The form walking away from them began to slow … and second by second, moved more slowly still. Nita closed her eyes and concentrated on being simply something for the power to pour through into the wizardry. Her brain felt like it was shaking itself apart, but Nita hung on, hung on.
Not—another—step! Not—another—

In the distance, between one step and the next, Ronan froze.

Gasping, Nita opened her eyes again and looked at Kit across the spell diagram. He was still reading from his manual, finishing the last few phrases that would lock the stasis down. All around, the others were staring at her.

She looked around at them all. “What?”

Kit said the last couple of words of the spell, added the shorthand version of the words of the wizard’s knot, and then slapped his manual shut and dropped it in front of him, next to Ronan’s inert and unbreathing form. “You were kind of on fire there,” Kit said.

Nita rubbed her eyes. “Tell me about it,” she said. “I really need an aspirin.”

“No, I mean on
fire
on fire,” Kit said. “A lot of light…”

“I was?” She found it hard to care. At least the spell had worked.

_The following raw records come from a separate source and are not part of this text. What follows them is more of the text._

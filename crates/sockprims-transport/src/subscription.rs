use std::fmt;
use std::sync::{Arc, Mutex, MutexGuard, PoisonError, Weak};

use crate::error::{BoxError, ConnectionError};

/// A registered transport-error callback.
pub type ErrorHandler = Arc<dyn Fn() -> Result<(), BoxError> + Send + Sync>;

#[derive(Default)]
struct RegistryInner {
    next_id: u64,
    entries: Vec<(u64, ErrorHandler)>,
}

/// Ordered collection of error callbacks keyed by registration identity.
#[derive(Default)]
pub(crate) struct HandlerRegistry {
    inner: Arc<Mutex<RegistryInner>>,
}

impl HandlerRegistry {
    pub(crate) fn register(&self, handler: ErrorHandler) -> ErrorSubscription {
        let mut inner = lock(&self.inner);
        let id = inner.next_id;
        inner.next_id += 1;
        inner.entries.push((id, handler));
        ErrorSubscription {
            registry: Arc::downgrade(&self.inner),
            id,
            released: false,
        }
    }

    pub(crate) fn len(&self) -> usize {
        lock(&self.inner).entries.len()
    }

    /// Invoke every callback in registration order, stopping at the first
    /// failure.
    ///
    /// The list is snapshotted first and the lock is not held while
    /// callbacks run, so a callback may release subscriptions. Removals take
    /// effect from the next notification.
    pub(crate) fn notify(&self) -> Result<(), ConnectionError> {
        let handlers: Vec<ErrorHandler> = lock(&self.inner)
            .entries
            .iter()
            .map(|(_, handler)| Arc::clone(handler))
            .collect();
        for handler in handlers {
            handler().map_err(ConnectionError::Handler)?;
        }
        Ok(())
    }
}

impl fmt::Debug for HandlerRegistry {
    fn fmt(&self, f: &mut fmt::Formatter<'_>) -> fmt::Result {
        f.debug_struct("HandlerRegistry")
            .field("handlers", &self.len())
            .finish()
    }
}

fn lock(inner: &Mutex<RegistryInner>) -> MutexGuard<'_, RegistryInner> {
    inner.lock().unwrap_or_else(PoisonError::into_inner)
}

/// Revocable handle for one registered error callback.
///
/// Releasing it, explicitly or by dropping it, removes exactly that callback
/// from its connection. Releasing after the connection is gone is a no-op.
#[must_use = "dropping the subscription unregisters the error handler"]
pub struct ErrorSubscription {
    registry: Weak<Mutex<RegistryInner>>,
    id: u64,
    released: bool,
}

impl ErrorSubscription {
    /// Unregister the callback now.
    pub fn release(mut self) {
        self.revoke();
    }

    /// Whether the callback is still registered with a live connection.
    pub fn is_active(&self) -> bool {
        if self.released {
            return false;
        }
        match self.registry.upgrade() {
            Some(inner) => lock(&inner).entries.iter().any(|(id, _)| *id == self.id),
            None => false,
        }
    }

    fn revoke(&mut self) {
        if std::mem::replace(&mut self.released, true) {
            return;
        }
        if let Some(inner) = self.registry.upgrade() {
            lock(&inner).entries.retain(|(id, _)| *id != self.id);
        }
    }
}

impl Drop for ErrorSubscription {
    fn drop(&mut self) {
        self.revoke();
    }
}

impl fmt::Debug for ErrorSubscription {
    fn fmt(&self, f: &mut fmt::Formatter<'_>) -> fmt::Result {
        f.debug_struct("ErrorSubscription")
            .field("id", &self.id)
            .field("released", &self.released)
            .finish()
    }
}

#[cfg(test)]
mod tests {
    use std::sync::atomic::{AtomicUsize, Ordering};

    use super::*;

    fn counting(counter: &Arc<AtomicUsize>) -> ErrorHandler {
        let counter = Arc::clone(counter);
        Arc::new(move || {
            counter.fetch_add(1, Ordering::SeqCst);
            Ok::<(), BoxError>(())
        })
    }

    #[test]
    fn release_removes_only_its_entry() {
        let registry = HandlerRegistry::default();
        let hits = Arc::new(AtomicUsize::new(0));
        let a = registry.register(counting(&hits));
        let b = registry.register(counting(&hits));
        assert_eq!(registry.len(), 2);

        b.release();
        assert_eq!(registry.len(), 1);
        assert!(a.is_active());

        registry.notify().unwrap();
        assert_eq!(hits.load(Ordering::SeqCst), 1);
    }

    #[test]
    fn same_closure_registered_twice_is_two_entries() {
        let registry = HandlerRegistry::default();
        let hits = Arc::new(AtomicUsize::new(0));
        let handler = counting(&hits);
        let first = registry.register(Arc::clone(&handler));
        let _second = registry.register(handler);

        drop(first);
        registry.notify().unwrap();
        assert_eq!(hits.load(Ordering::SeqCst), 1);
    }

    #[test]
    fn release_after_registry_dropped_is_noop() {
        let registry = HandlerRegistry::default();
        let sub = registry.register(Arc::new(|| Ok::<(), BoxError>(())));
        drop(registry);

        assert!(!sub.is_active());
        sub.release();
    }

    #[test]
    fn callback_may_release_during_notify() {
        let registry = HandlerRegistry::default();
        let slot: Arc<Mutex<Option<ErrorSubscription>>> = Arc::new(Mutex::new(None));
        let slot_in_handler = Arc::clone(&slot);
        let sub = registry.register(Arc::new(move || {
            drop(slot_in_handler.lock().unwrap().take());
            Ok::<(), BoxError>(())
        }));
        *slot.lock().unwrap() = Some(sub);

        registry.notify().unwrap();
        assert_eq!(registry.len(), 0);
    }
}
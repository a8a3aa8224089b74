use std::io::ErrorKind;
use std::sync::Arc;

use bytes::{Bytes, BytesMut};
use tracing::{debug, warn};

use crate::address::EndpointAddress;
use crate::config::ConnectionConfig;
use crate::descriptor::Descriptor;
use crate::error::{BoxError, Result};
use crate::subscription::{ErrorHandler, ErrorSubscription, HandlerRegistry};

/// Transfer counters for one connection.
#[derive(Debug, Clone, Copy, Default, PartialEq, Eq)]
pub struct ConnectionStats {
    pub bytes_read: u64,
    pub bytes_written: u64,
    /// Failed receive or send attempts reported to the error callbacks.
    pub transport_errors: u64,
    /// Sends that accepted fewer bytes than requested.
    pub short_writes: u64,
}

/// A connected byte stream with partial reads, single-shot writes and
/// callback-based error reporting.
///
/// Transport failures never come back from [`read`](Self::read) or
/// [`write`](Self::write). Every registered error callback is run instead,
/// in registration order, on the calling thread. With no callback registered
/// those failures are silently dropped: reads come back short and writes
/// lose their data.
///
/// End-of-stream disposes the connection. Once disposed, reads return an
/// empty buffer and writes are discarded without touching the transport.
pub struct Connection<D: Descriptor> {
    descriptor: Option<D>,
    address: EndpointAddress,
    handlers: HandlerRegistry,
    config: ConnectionConfig,
    stats: ConnectionStats,
}

impl<D: Descriptor> Connection<D> {
    /// Wrap an already connected descriptor with default configuration.
    pub fn new(descriptor: D, address: EndpointAddress) -> Self {
        Self::with_config(descriptor, address, ConnectionConfig::default())
    }

    /// Wrap an already connected descriptor with explicit configuration.
    pub fn with_config(descriptor: D, address: EndpointAddress, config: ConnectionConfig) -> Self {
        debug!(peer = %address, "connection opened");
        Self {
            descriptor: Some(descriptor),
            address,
            handlers: HandlerRegistry::default(),
            config,
            stats: ConnectionStats::default(),
        }
    }

    /// Whether the connection still owns an open descriptor.
    pub fn is_valid(&self) -> bool {
        self.descriptor.is_some()
    }

    /// The remote peer, as described by whoever opened the connection.
    pub fn address(&self) -> &EndpointAddress {
        &self.address
    }

    pub fn config(&self) -> &ConnectionConfig {
        &self.config
    }

    pub fn stats(&self) -> ConnectionStats {
        self.stats
    }

    /// Number of currently registered error callbacks.
    pub fn error_handler_count(&self) -> usize {
        self.handlers.len()
    }

    /// Register a callback to run on every transport error.
    ///
    /// Each call adds a distinct entry, even for the same closure. The entry
    /// stays registered until the returned subscription is released or
    /// dropped. A failing callback aborts the read or write that triggered
    /// it with [`ConnectionError::Handler`](crate::ConnectionError::Handler).
    pub fn register_error_handler<F, E>(&mut self, handler: F) -> ErrorSubscription
    where
        F: Fn() -> std::result::Result<(), E> + Send + Sync + 'static,
        E: Into<BoxError>,
    {
        let handler: ErrorHandler = Arc::new(move || handler().map_err(Into::<BoxError>::into));
        self.handlers.register(handler)
    }

    /// Read up to `max_bytes`.
    ///
    /// With `min_bytes == 0` a single receive is attempted and whatever it
    /// produced is returned. Otherwise receives repeat until at least
    /// `min_bytes` (clamped to `max_bytes`) have accumulated, the peer
    /// closes, or the configured run of consecutive failures is reached.
    /// End-of-stream disposes the connection and returns the bytes gathered
    /// so far.
    pub fn read(&mut self, max_bytes: usize, min_bytes: usize) -> Result<Bytes> {
        let min_bytes = min_bytes.min(max_bytes);
        let mut buf = BytesMut::zeroed(max_bytes);
        let mut filled = 0;
        let mut consecutive_errors = 0u32;

        while filled < max_bytes {
            let Some(descriptor) = self.descriptor.as_mut() else {
                debug!(peer = %self.address, "read on disposed connection");
                break;
            };

            match descriptor.recv(&mut buf[filled..]) {
                Ok(0) => {
                    debug!(peer = %self.address, received = filled, "peer closed stream");
                    self.dispose();
                    break;
                }
                Ok(n) => {
                    filled += n;
                    consecutive_errors = 0;
                    self.stats.bytes_read += n as u64;
                }
                Err(err) if err.kind() == ErrorKind::Interrupted => continue,
                Err(err) => {
                    warn!(peer = %self.address, error = %err, "receive failed");
                    self.stats.transport_errors += 1;
                    self.handlers.notify()?;
                    consecutive_errors += 1;
                    if let Some(limit) = self.config.max_consecutive_errors {
                        if consecutive_errors >= limit {
                            warn!(
                                peer = %self.address,
                                attempts = consecutive_errors,
                                received = filled,
                                "giving up on read after repeated receive failures"
                            );
                            break;
                        }
                    }
                    if min_bytes > 0 && !self.config.error_backoff.is_zero() {
                        std::thread::sleep(self.config.error_backoff);
                    }
                }
            }

            if min_bytes == 0 || filled >= min_bytes {
                break;
            }
        }

        buf.truncate(filled);
        Ok(buf.freeze())
    }

    /// Read up to `max_bytes` with a single receive.
    pub fn read_some(&mut self, max_bytes: usize) -> Result<Bytes> {
        self.read(max_bytes, 0)
    }

    /// Send `data` in a single attempt.
    ///
    /// A short send is logged and counted in [`ConnectionStats::short_writes`]
    /// but the remainder is not retried.
    pub fn write(&mut self, data: &[u8]) -> Result<()> {
        let Some(descriptor) = self.descriptor.as_mut() else {
            debug!(peer = %self.address, len = data.len(), "write on disposed connection dropped");
            return Ok(());
        };

        let result = loop {
            match descriptor.send(data) {
                Err(err) if err.kind() == ErrorKind::Interrupted => continue,
                other => break other,
            }
        };

        match result {
            Ok(sent) => {
                self.stats.bytes_written += sent as u64;
                if sent < data.len() {
                    self.stats.short_writes += 1;
                    warn!(
                        peer = %self.address,
                        requested = data.len(),
                        sent,
                        "short write"
                    );
                }
                Ok(())
            }
            Err(err) => {
                warn!(peer = %self.address, error = %err, "send failed");
                self.stats.transport_errors += 1;
                self.handlers.notify()
            }
        }
    }

    /// Close the descriptor. Calling this again has no effect.
    pub fn dispose(&mut self) {
        if self.descriptor.take().is_some() {
            debug!(peer = %self.address, "connection disposed");
        }
    }
}

impl<D: Descriptor> Drop for Connection<D> {
    fn drop(&mut self) {
        self.dispose();
    }
}

impl<D: Descriptor> std::fmt::Debug for Connection<D> {
    fn fmt(&self, f: &mut std::fmt::Formatter<'_>) -> std::fmt::Result {
        f.debug_struct("Connection")
            .field("address", &self.address)
            .field("valid", &self.is_valid())
            .field("handlers", &self.handlers)
            .field("stats", &self.stats)
            .finish()
    }
}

“Yeah. And who else were you talking to?”

“Oh.” She laughed. “My invisible friend.”

Dairine looked horrified. “Oh, jeez, not
Bobo!”

Nita laughed again. These days she couldn’t remember the invisible friend she’d blamed for everything that went wrong around her when she was five or six, but her mom and dad had told her endless stories about “Bobo’s” escapades. “Uh, no,” she said. “Just wizardry.”

Kit stared at her. “
Wizardry
talks?” he said. “Is this something new?”

Nita closed her manual and chucked it into her otherspace pocket. “Yeah,” she said. “It took me by surprise, too.” She looked down at Ronan. He wasn’t breathing, but now that was normal. If he suddenly started breathing again,
that
would be a real sign of trouble. “Come on,” she said, “we need to get back. This should hold for a few hours at least.”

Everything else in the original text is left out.